[Stored data entries]
::::

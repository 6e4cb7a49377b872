use crate::cache::{ObjectCache, register::get_object_cache_plugin};
use crate::config::AppConfig;
use crate::errors::{PreschoolError, Result};
use crate::models::users::entities::UserRole;
use crate::models::users::requests::CreateUserRequest;
use crate::storage::Storage;
use crate::utils::password::hash_password;
use std::sync::Arc;
use tracing::{debug, info, warn};

pub struct StartupContext {
    pub storage: Arc<dyn Storage>,
    pub cache: Arc<dyn ObjectCache>,
}

async fn try_cache_plugin(name: &str) -> Option<Arc<dyn ObjectCache>> {
    let Some(constructor) = get_object_cache_plugin(name) else {
        warn!("Cache backend '{}' not found in registry", name);
        return None;
    };

    match constructor().await {
        Ok(cache) => {
            warn!("Successfully created {} cache backend", name);
            Some(Arc::from(cache))
        }
        Err(e) => {
            warn!("Failed to create {} cache: {}", name, e);
            None
        }
    }
}

/// 创建缓存实例，配置的后端不可用时回退到内存缓存
async fn create_cache() -> Result<Arc<dyn ObjectCache>> {
    let cache_type = &AppConfig::get().cache.cache_type;
    warn!("Attempting to create {} cache backend", cache_type);

    if let Some(cache) = try_cache_plugin(cache_type).await {
        return Ok(cache);
    }

    if cache_type != "moka" {
        warn!("Falling back to memory cache");
        if let Some(cache) = try_cache_plugin("moka").await {
            return Ok(cache);
        }
    }

    Err(PreschoolError::cache_plugin_not_found(format!(
        "No cache backend available (tried: {cache_type})"
    )))
}

/// 生成随机密码
fn generate_random_password(length: usize) -> String {
    use rand::Rng;
    const CHARSET: &[u8] = b"ABCDEFGHIJKLMNOPQRSTUVWXYZabcdefghijklmnopqrstuvwxyz0123456789!@#$%";
    let mut rng = rand::rng();
    (0..length)
        .map(|_| {
            let idx = rng.random_range(0..CHARSET.len());
            CHARSET[idx] as char
        })
        .collect()
}

/// 没有任何账号时创建默认管理员
async fn seed_admin(storage: &Arc<dyn Storage>) {
    match storage.count_users().await {
        Ok(count) if count > 0 => {
            debug!(
                "Database already has {} account(s), skipping admin seed",
                count
            );
            return;
        }
        Ok(_) => {
            info!("No accounts found in database, creating default admin account...");
        }
        Err(e) => {
            warn!("Failed to count accounts: {}, skipping admin seed", e);
            return;
        }
    }

    // 优先使用环境变量中的密码
    let password = std::env::var("ADMIN_PASSWORD").unwrap_or_else(|_| {
        let pwd = generate_random_password(16);
        warn!("==========================================================");
        warn!("  ADMIN PASSWORD NOT SET - USING GENERATED PASSWORD");
        warn!("  Generated admin password: {}", pwd);
        warn!("  Please save this password or set ADMIN_PASSWORD env var");
        warn!("==========================================================");
        pwd
    });

    let password_hash = match hash_password(&password) {
        Ok(hash) => hash,
        Err(e) => {
            warn!("Failed to hash admin password: {}, skipping admin seed", e);
            return;
        }
    };

    let admin_request = CreateUserRequest {
        username: "admin".to_string(),
        email: "admin@localhost".to_string(),
        password: password_hash,
        role: UserRole::Admin,
        display_name: Some("Administrator".to_string()),
        teacher_id: None,
    };

    match storage.create_user(admin_request).await {
        Ok(user) => info!(
            "Default admin account created (ID: {}, username: {})",
            user.id, user.username
        ),
        Err(e) => warn!("Failed to create admin account: {}", e),
    }
}

/// 准备服务器启动所需的存储与缓存
pub async fn prepare_server_startup() -> Result<StartupContext> {
    if rustls::crypto::ring::default_provider()
        .install_default()
        .is_err()
    {
        debug!("rustls crypto provider already installed");
    }

    if cfg!(debug_assertions) {
        crate::cache::register::debug_object_cache_registry();
    }

    let storage = crate::storage::create_storage().await?;
    warn!("Storage backend initialized and migrations completed");

    seed_admin(&storage).await;

    let cache = create_cache().await?;
    warn!("Cache backend initialized");

    Ok(StartupContext { storage, cache })
}

#[cfg(test)]
mod tests {
    use super::*;

    #[test]
    fn test_generated_password_length() {
        let pwd = generate_random_password(16);
        assert_eq!(pwd.chars().count(), 16);
        assert_ne!(pwd, generate_random_password(16));
    }

    #[tokio::test]
    async fn test_moka_plugin_available() {
        assert!(try_cache_plugin("moka").await.is_some());
        assert!(try_cache_plugin("memcached").await.is_none());
    }
}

::::

**Work task:** Give back the records above exactly, limited to the lines between the one holding "use super::*;" and the one holding "#[tokio::test]", inclusive.

**Answer to the problem:**
    use super::*;

    #[test]
    fn test_generated_password_length() {
        let pwd = generate_random_password(16);
        assert_eq!(pwd.chars().count(), 16);
        assert_ne!(pwd, generate_random_password(16));
    }

    #[tokio::test]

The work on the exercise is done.